> Task
Please return each entry in the listing exactly.

# # #

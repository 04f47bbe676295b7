//! Ready-made named colors.
//!
//! Three shades per hue plus a small gray ramp, some with a style attached.
//! Render one with [`Colorizer::preset`](crate::Colorizer::preset).

use std::fmt;

use crate::color::Rgb;
use crate::style::TextStyle;

/// A predefined color.
#[derive(Debug, Clone, Copy, PartialEq, Eq, Hash)]
pub enum Preset {
    Red,
    Red2,
    Red3,
    Green,
    Green2,
    Green3,
    Blue,
    Blue2,
    Blue3,
    Cyan,
    Cyan2,
    Cyan3,
    Purple,
    Purple2,
    Purple3,
    Yellow,
    Yellow2,
    Yellow3,
    Orange,
    Orange2,
    Orange3,
    White,
    Black,
    Grey,
    Grey2,
    Grey3,
    Grey4,
}

impl Preset {
    /// Every preset, grouped by hue.
    pub const ALL: [Self; 27] = [
        Self::Red,
        Self::Red2,
        Self::Red3,
        Self::Green,
        Self::Green2,
        Self::Green3,
        Self::Blue,
        Self::Blue2,
        Self::Blue3,
        Self::Cyan,
        Self::Cyan2,
        Self::Cyan3,
        Self::Purple,
        Self::Purple2,
        Self::Purple3,
        Self::Yellow,
        Self::Yellow2,
        Self::Yellow3,
        Self::Orange,
        Self::Orange2,
        Self::Orange3,
        Self::White,
        Self::Black,
        Self::Grey,
        Self::Grey2,
        Self::Grey3,
        Self::Grey4,
    ];

    /// Source color before quantization.
    #[must_use]
    pub const fn rgb(self) -> Rgb {
        match self {
            Self::Red => Rgb::new(0xff, 0x00, 0x00),
            Self::Red2 => Rgb::new(0xaf, 0x00, 0x00),
            Self::Red3 => Rgb::new(0x5f, 0x00, 0x00),
            Self::Green => Rgb::new(0x00, 0xff, 0x00),
            Self::Green2 => Rgb::new(0x00, 0xaf, 0x00),
            Self::Green3 => Rgb::new(0x00, 0x5f, 0x00),
            Self::Blue => Rgb::new(0x00, 0xd7, 0xff),
            Self::Blue2 => Rgb::new(0x00, 0x87, 0xff),
            Self::Blue3 => Rgb::new(0x00, 0x5f, 0xaf),
            Self::Cyan => Rgb::new(0xaf, 0xff, 0xff),
            Self::Cyan2 => Rgb::new(0x87, 0xff, 0xff),
            Self::Cyan3 => Rgb::new(0x1f, 0x99, 0x99),
            Self::Purple => Rgb::new(0xaf, 0x5f, 0xff),
            Self::Purple2 => Rgb::new(0xaf, 0x00, 0xaf),
            Self::Purple3 => Rgb::new(0x87, 0x00, 0x5f),
            Self::Yellow => Rgb::new(0xd7, 0xff, 0x00),
            Self::Yellow2 => Rgb::new(0xd7, 0xaf, 0x00),
            Self::Yellow3 => Rgb::new(0xd7, 0x5f, 0x00),
            Self::Orange => Rgb::new(0xff, 0x87, 0x00),
            Self::Orange2 => Rgb::new(0xff, 0x5f, 0x00),
            Self::Orange3 => Rgb::new(0x87, 0x5f, 0x00),
            Self::White => Rgb::new(0xff, 0xff, 0xff),
            Self::Black => Rgb::new(0x00, 0x00, 0x00),
            Self::Grey => Rgb::new(0xa8, 0xa8, 0xa8),
            Self::Grey2 => Rgb::new(0x6c, 0x6c, 0x6c),
            Self::Grey3 => Rgb::new(0x44, 0x44, 0x44),
            Self::Grey4 => Rgb::new(0x30, 0x30, 0x30),
        }
    }

    /// Style applied along with the color, if any.
    #[must_use]
    pub const fn style(self) -> Option<TextStyle> {
        match self {
            Self::Green3 | Self::Cyan3 => Some(TextStyle::Underline),
            Self::Blue2 | Self::Orange2 => Some(TextStyle::Bold),
            Self::Grey4 => Some(TextStyle::Dim),
            _ => None,
        }
    }

    /// Snake-case name, e.g. `"red_2"`.
    #[must_use]
    pub const fn name(self) -> &'static str {
        match self {
            Self::Red => "red",
            Self::Red2 => "red_2",
            Self::Red3 => "red_3",
            Self::Green => "green",
            Self::Green2 => "green_2",
            Self::Green3 => "green_3",
            Self::Blue => "blue",
            Self::Blue2 => "blue_2",
            Self::Blue3 => "blue_3",
            Self::Cyan => "cyan",
            Self::Cyan2 => "cyan_2",
            Self::Cyan3 => "cyan_3",
            Self::Purple => "purple",
            Self::Purple2 => "purple_2",
            Self::Purple3 => "purple_3",
            Self::Yellow => "yellow",
            Self::Yellow2 => "yellow_2",
            Self::Yellow3 => "yellow_3",
            Self::Orange => "orange",
            Self::Orange2 => "orange_2",
            Self::Orange3 => "orange_3",
            Self::White => "white",
            Self::Black => "black",
            Self::Grey => "grey",
            Self::Grey2 => "grey_2",
            Self::Grey3 => "grey_3",
            Self::Grey4 => "grey_4",
        }
    }

    /// Preset with the given name.
    #[must_use]
    pub fn from_name(name: &str) -> Option<Self> {
        Self::ALL.into_iter().find(|preset| preset.name() == name)
    }
}

impl fmt::Display for Preset {
    fn fmt(&self, f: &mut fmt::Formatter<'_>) -> fmt::Result {
        f.write_str(self.name())
    }
}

# # #

> The completed task
repository 04f47bbe676295b7
//! Ready-made named colors.
//!
//! Three shades per hue plus a small gray ramp, some with a style attached.
//! Render one with [`Colorizer::preset`](crate::Colorizer::preset).

use std::fmt;

use crate::color::Rgb;
use crate::style::TextStyle;

/// A predefined color.
#[derive(Debug, Clone, Copy, PartialEq, Eq, Hash)]
pub enum Preset {
    Red,
    Red2,
    Red3,
    Green,
    Green2,
    Green3,
    Blue,
    Blue2,
    Blue3,
    Cyan,
    Cyan2,
    Cyan3,
    Purple,
    Purple2,
    Purple3,
    Yellow,
    Yellow2,
    Yellow3,
    Orange,
    Orange2,
    Orange3,
    White,
    Black,
    Grey,
    Grey2,
    Grey3,
    Grey4,
}

impl Preset {
    /// Every preset, grouped by hue.
    pub const ALL: [Self; 27] = [
        Self::Red,
        Self::Red2,
        Self::Red3,
        Self::Green,
        Self::Green2,
        Self::Green3,
        Self::Blue,
        Self::Blue2,
        Self::Blue3,
        Self::Cyan,
        Self::Cyan2,
        Self::Cyan3,
        Self::Purple,
        Self::Purple2,
        Self::Purple3,
        Self::Yellow,
        Self::Yellow2,
        Self::Yellow3,
        Self::Orange,
        Self::Orange2,
        Self::Orange3,
        Self::White,
        Self::Black,
        Self::Grey,
        Self::Grey2,
        Self::Grey3,
        Self::Grey4,
    ];

    /// Source color before quantization.
    #[must_use]
    pub const fn rgb(self) -> Rgb {
        match self {
            Self::Red => Rgb::new(0xff, 0x00, 0x00),
            Self::Red2 => Rgb::new(0xaf, 0x00, 0x00),
            Self::Red3 => Rgb::new(0x5f, 0x00, 0x00),
            Self::Green => Rgb::new(0x00, 0xff, 0x00),
            Self::Green2 => Rgb::new(0x00, 0xaf, 0x00),
            Self::Green3 => Rgb::new(0x00, 0x5f, 0x00),
            Self::Blue => Rgb::new(0x00, 0xd7, 0xff),
            Self::Blue2 => Rgb::new(0x00, 0x87, 0xff),
            Self::Blue3 => Rgb::new(0x00, 0x5f, 0xaf),
            Self::Cyan => Rgb::new(0xaf, 0xff, 0xff),
            Self::Cyan2 => Rgb::new(0x87, 0xff, 0xff),
            Self::Cyan3 => Rgb::new(0x1f, 0x99, 0x99),
            Self::Purple => Rgb::new(0xaf, 0x5f, 0xff),
            Self::Purple2 => Rgb::new(0xaf, 0x00, 0xaf),
            Self::Purple3 => Rgb::new(0x87, 0x00, 0x5f),
            Self::Yellow => Rgb::new(0xd7, 0xff, 0x00),
            Self::Yellow2 => Rgb::new(0xd7, 0xaf, 0x00),
            Self::Yellow3 => Rgb::new(0xd7, 0x5f, 0x00),
            Self::Orange => Rgb::new(0xff, 0x87, 0x00),
            Self::Orange2 => Rgb::new(0xff, 0x5f, 0x00),
            Self::Orange3 => Rgb::new(0x87, 0x5f, 0x00),
            Self::White => Rgb::new(0xff, 0xff, 0xff),
            Self::Black => Rgb::new(0x00, 0x00, 0x00),
            Self::Grey => Rgb::new(0xa8, 0xa8, 0xa8),
            Self::Grey2 => Rgb::new(0x6c, 0x6c, 0x6c),
            Self::Grey3 => Rgb::new(0x44, 0x44, 0x44),
            Self::Grey4 => Rgb::new(0x30, 0x30, 0x30),
        }
    }

    /// Style applied along with the color, if any.
    #[must_use]
    pub const fn style(self) -> Option<TextStyle> {
        match self {
            Self::Green3 | Self::Cyan3 => Some(TextStyle::Underline),
            Self::Blue2 | Self::Orange2 => Some(TextStyle::Bold),
            Self::Grey4 => Some(TextStyle::Dim),
            _ => None,
        }
    }

    /// Snake-case name, e.g. `"red_2"`.
    #[must_use]
    pub const fn name(self) -> &'static str {
        match self {
            Self::Red => "red",
            Self::Red2 => "red_2",
            Self::Red3 => "red_3",
            Self::Green => "green",
            Self::Green2 => "green_2",
            Self::Green3 => "green_3",
            Self::Blue => "blue",
            Self::Blue2 => "blue_2",
            Self::Blue3 => "blue_3",
            Self::Cyan => "cyan",
            Self::Cyan2 => "cyan_2",
            Self::Cyan3 => "cyan_3",
            Self::Purple => "purple",
            Self::Purple2 => "purple_2",
            Self::Purple3 => "purple_3",
            Self::Yellow => "yellow",
            Self::Yellow2 => "yellow_2",
            Self::Yellow3 => "yellow_3",
            Self::Orange => "orange",
            Self::Orange2 => "orange_2",
            Self::Orange3 => "orange_3",
            Self::White => "white",
            Self::Black => "black",
            Self::Grey => "grey",
            Self::Grey2 => "grey_2",
            Self::Grey3 => "grey_3",
            Self::Grey4 => "grey_4",
        }
    }

    /// Preset with the given name.
    #[must_use]
    pub fn from_name(name: &str) -> Option<Self> {
        Self::ALL.into_iter().find(|preset| preset.name() == name)
    }
}

impl fmt::Display for Preset {
    fn fmt(&self, f: &mut fmt::Formatter<'_>) -> fmt::Result {
        f.write_str(self.name())
    }
}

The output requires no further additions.